STEIN, District Judge.

Defendant Elizabeth Truesdale brings this motion for a hearing to determine whether the Government acted in bad faith and in contravention of an alleged oral cooperation agreement with Truesdale by failing to file a motion on her behalf pursuant to U.S.S.G. § 5K1.1 requesting a downward departure from the Sentencing Guidelines based on her substantial assistance to the Government in the investigation and prosecution of another person. Because no written cooperation agreement existed and because Truesdale is not entitled to a hearing solely on the basis of an alleged oral agreement, her motion for a hearing is denied.

I. BACKGROUND

Elizabeth Truesdale was arrested in early 2000 and was indicted shortly thereafter for conspiring to distribute and possess with intent to distribute Dilaudid, a controlled substance, in violation of 21 U.S.C. § 846. On June 23, 2000, Trues-dale and her attorney met with representatives of the Government in the U.S. Attorney’s Office for the Southern District of New York where Truesdale provided the Government with information and responded to questions in regard to criminal wrongdoing by herself and others. (Gov’t Letter, Mar. 10, 2003 at 3.) Thereafter, Truesdale and her counsel met with the Government in similar sessions, known as “proffer” sessions, on at least three other occasions. (Id.) In these interviews, Truesdale described her own conduct and the conduct of others in connection with the charged Dilaudid conspiracy and other matters. (Id.)

On November 20, 2000, Truesdale pled guilty to the sole count in the indictment without the benefit of a written plea agreement. Before the plea allocution took place, the Government provided Truesdale with a letter pursuant to United States v. Pimentel, 932 F.2d 1029 (2d Cir.1991), setting forth the Government’s position with respect to the application of the United States Sentencing Guidelines to defendant’s case.

Both parties agree that Truesdale never entered into a written cooperation agreement or plea agreement with the Government.
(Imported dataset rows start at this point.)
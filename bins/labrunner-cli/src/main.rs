mod commands;

use anyhow::Result;
use clap::{Parser, Subcommand};
use labrunner_common::config::{EngineConfig, SandboxConfig};
use std::path::PathBuf;
use tracing_subscriber::EnvFilter;

#[derive(Parser)]
#[command(name = "labrunner-cli")]
#[command(about = "labrunner CLI - Run submissions and manage module images locally", long_about = None)]
struct Cli {
    /// Print engine logs to stderr
    #[arg(short, long, global = true, default_value = "false")]
    verbose: bool,

    #[command(subcommand)]
    command: Commands,
}

#[derive(Subcommand)]
enum Commands {
    /// Execute a file as the submission for a module
    Run {
        /// Module id (e.g., module-1)
        #[arg(short, long)]
        module: String,

        /// File holding the submission
        #[arg(short, long)]
        file: PathBuf,

        /// Skip the container engine even if it is reachable
        #[arg(long, default_value = "false")]
        no_docker: bool,
    },

    /// Run a module's tests against a submission
    Test {
        /// Module id (e.g., module-3)
        #[arg(short, long)]
        module: String,

        /// File holding the submission
        #[arg(short, long)]
        file: PathBuf,

        /// Skip the container engine even if it is reachable
        #[arg(long, default_value = "false")]
        no_docker: bool,
    },

    /// Write the build context archive of a module to disk
    Context {
        /// Module id
        #[arg(short, long)]
        module: String,

        /// Output archive path
        #[arg(short, long, default_value = "context.tar")]
        output: PathBuf,
    },

    /// Build the container image for a module
    BuildImage {
        /// Module id
        #[arg(short, long)]
        module: String,

        /// Build the test image instead of the run image
        #[arg(long, default_value = "false")]
        test: bool,
    },

    /// List available modules
    List,
}

#[tokio::main]
async fn main() -> Result<()> {
    let cli = Cli::parse();

    if cli.verbose {
        tracing_subscriber::fmt()
            .with_env_filter(EnvFilter::try_from_default_env().unwrap_or_else(|_| EnvFilter::new("debug")))
            .with_target(false)
            .with_writer(std::io::stderr)
            .init();
    }

    let engine = EngineConfig::from_env();
    let sandbox = SandboxConfig::from_env();

    match cli.command {
        Commands::Run {
            module,
            file,
            no_docker,
        } => {
            commands::run_submission(engine, sandbox, &module, &file, no_docker).await?;
        }
        Commands::Test {
            module,
            file,
            no_docker,
        } => {
            commands::test_submission(engine, sandbox, &module, &file, no_docker).await?;
        }
        Commands::Context { module, output } => {
            commands::write_context(&engine, &module, &output)?;
        }
        Commands::BuildImage { module, test } => {
            commands::build_image(engine, sandbox, &module, test).await?;
        }
        Commands::List => {
            commands::list_modules(&engine)?;
        }
    }

    Ok(())
}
However, defendant maintains that in the proffer sessions and through conversations with her counsel, an oral cooperation agreement was entered into, obligating the Government to move for a downward departure from the Sentencing Guidelines pursuant to U.S.S.G. § 5K1.1.

The Government asserts that no such oral agreement existed at any time. It *298 points to the written agreements that Truesdale and her counsel signed prior to each proffer session, providing that: the proffer agreement “is not a cooperation agreement”; the Government “does not agree” to make any motion on the defendant’s behalf or enter into any agreement with her, and “makes no representation” concerning the likelihood of such an agreement; and the defendant agrees that no “understandings, promises, agreements, and/or conditions” will be entered into “unless in writing and signed by all parties.” (Gov’t Letter, Apr. 12, 2003 at 8-9.)

II. DISCUSSION

Because no written cooperation agreement was ever executed by the parties, Truesdale is not entitled to a hearing to determine whether the Government acted in “bad faith” in not granting her a § 5K1.1 letter.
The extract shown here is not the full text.